— SOURCE DATA —

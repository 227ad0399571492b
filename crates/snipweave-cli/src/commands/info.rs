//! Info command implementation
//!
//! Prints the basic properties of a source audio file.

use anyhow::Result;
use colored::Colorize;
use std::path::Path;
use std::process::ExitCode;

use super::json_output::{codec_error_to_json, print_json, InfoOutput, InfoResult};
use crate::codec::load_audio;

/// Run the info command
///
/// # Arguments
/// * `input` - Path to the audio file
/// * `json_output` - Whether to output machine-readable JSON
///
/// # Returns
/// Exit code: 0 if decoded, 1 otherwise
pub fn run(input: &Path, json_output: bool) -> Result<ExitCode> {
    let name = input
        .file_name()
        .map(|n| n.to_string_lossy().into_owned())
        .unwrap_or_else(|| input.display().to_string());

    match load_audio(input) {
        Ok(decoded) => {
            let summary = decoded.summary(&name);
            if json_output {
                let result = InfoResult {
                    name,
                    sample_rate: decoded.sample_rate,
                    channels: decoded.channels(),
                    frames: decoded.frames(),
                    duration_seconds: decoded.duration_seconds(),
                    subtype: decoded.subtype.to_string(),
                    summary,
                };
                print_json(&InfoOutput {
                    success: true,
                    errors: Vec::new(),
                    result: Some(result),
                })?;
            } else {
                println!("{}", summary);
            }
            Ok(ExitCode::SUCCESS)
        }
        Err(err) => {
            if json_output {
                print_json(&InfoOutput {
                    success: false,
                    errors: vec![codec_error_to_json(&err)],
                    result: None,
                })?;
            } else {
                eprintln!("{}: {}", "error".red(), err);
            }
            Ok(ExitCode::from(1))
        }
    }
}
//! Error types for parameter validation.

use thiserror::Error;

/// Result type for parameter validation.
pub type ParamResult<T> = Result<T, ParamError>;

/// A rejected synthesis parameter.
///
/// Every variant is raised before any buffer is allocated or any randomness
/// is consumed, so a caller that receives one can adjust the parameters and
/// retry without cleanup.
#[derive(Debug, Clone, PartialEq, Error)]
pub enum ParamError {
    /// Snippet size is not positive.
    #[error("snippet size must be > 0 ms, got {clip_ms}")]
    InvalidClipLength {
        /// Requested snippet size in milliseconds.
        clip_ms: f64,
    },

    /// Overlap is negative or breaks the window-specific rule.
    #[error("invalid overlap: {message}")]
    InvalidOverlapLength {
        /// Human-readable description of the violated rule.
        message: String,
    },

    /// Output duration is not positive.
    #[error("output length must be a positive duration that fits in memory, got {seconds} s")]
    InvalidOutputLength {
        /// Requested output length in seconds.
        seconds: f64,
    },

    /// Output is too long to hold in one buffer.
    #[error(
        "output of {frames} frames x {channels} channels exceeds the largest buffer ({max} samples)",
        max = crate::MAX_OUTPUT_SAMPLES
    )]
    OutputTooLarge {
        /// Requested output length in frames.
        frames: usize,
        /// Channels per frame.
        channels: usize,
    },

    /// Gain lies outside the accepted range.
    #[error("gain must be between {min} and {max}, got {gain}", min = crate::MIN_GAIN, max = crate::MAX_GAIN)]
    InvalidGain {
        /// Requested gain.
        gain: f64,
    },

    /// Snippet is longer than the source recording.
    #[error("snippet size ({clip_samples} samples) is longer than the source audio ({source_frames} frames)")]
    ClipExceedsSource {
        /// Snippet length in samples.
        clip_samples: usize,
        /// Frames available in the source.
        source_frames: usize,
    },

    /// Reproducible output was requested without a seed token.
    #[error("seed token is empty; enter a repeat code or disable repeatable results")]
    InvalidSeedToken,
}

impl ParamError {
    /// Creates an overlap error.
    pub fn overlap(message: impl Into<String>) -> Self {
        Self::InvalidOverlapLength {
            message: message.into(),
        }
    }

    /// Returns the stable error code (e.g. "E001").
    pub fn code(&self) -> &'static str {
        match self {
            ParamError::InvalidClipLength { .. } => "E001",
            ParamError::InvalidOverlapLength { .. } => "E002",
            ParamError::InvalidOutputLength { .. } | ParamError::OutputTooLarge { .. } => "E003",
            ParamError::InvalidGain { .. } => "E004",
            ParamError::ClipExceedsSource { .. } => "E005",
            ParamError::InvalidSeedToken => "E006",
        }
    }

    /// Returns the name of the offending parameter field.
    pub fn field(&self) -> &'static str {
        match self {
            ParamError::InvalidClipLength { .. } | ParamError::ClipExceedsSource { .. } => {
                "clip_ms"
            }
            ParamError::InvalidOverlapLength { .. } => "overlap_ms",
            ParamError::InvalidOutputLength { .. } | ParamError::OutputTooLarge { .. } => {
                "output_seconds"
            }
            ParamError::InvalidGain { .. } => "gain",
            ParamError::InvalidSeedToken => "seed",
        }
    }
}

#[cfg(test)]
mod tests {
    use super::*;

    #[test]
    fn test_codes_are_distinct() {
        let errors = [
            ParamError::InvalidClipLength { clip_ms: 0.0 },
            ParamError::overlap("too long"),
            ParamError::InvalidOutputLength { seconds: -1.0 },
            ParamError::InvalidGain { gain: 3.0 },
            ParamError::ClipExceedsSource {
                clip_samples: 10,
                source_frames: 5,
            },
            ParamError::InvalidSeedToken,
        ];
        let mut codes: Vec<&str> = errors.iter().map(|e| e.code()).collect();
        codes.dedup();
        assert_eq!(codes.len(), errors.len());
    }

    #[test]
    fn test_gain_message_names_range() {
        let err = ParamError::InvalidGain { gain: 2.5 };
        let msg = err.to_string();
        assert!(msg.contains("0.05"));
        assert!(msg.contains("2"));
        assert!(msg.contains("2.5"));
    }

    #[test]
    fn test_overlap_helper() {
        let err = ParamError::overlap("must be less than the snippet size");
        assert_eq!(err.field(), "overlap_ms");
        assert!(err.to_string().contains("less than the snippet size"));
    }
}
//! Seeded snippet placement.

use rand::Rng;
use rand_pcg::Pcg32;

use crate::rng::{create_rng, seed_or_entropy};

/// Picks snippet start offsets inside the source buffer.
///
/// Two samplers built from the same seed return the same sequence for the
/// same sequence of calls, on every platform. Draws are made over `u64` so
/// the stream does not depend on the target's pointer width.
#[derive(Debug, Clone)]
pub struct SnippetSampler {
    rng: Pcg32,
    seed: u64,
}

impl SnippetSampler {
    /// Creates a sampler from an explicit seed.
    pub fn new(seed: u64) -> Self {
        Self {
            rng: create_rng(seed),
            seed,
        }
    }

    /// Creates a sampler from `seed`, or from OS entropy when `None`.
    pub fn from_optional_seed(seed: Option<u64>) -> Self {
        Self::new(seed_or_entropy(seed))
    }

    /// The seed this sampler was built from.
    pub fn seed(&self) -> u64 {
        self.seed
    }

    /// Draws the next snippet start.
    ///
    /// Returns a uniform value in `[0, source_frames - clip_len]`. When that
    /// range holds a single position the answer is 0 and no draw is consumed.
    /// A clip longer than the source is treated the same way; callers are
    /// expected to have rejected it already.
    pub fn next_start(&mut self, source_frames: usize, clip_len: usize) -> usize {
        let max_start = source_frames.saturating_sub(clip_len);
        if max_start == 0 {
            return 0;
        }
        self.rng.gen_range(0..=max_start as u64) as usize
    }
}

— YOUR OBJECTIVE —
Using the records above, copy each line that contains "longer".

— RESPONSE TO THE TASK —
    /// Snippet is longer than the source recording.
    #[error("snippet size ({clip_samples} samples) is longer than the source audio ({source_frames} frames)")]
    /// A clip longer than the source is treated the same way; callers are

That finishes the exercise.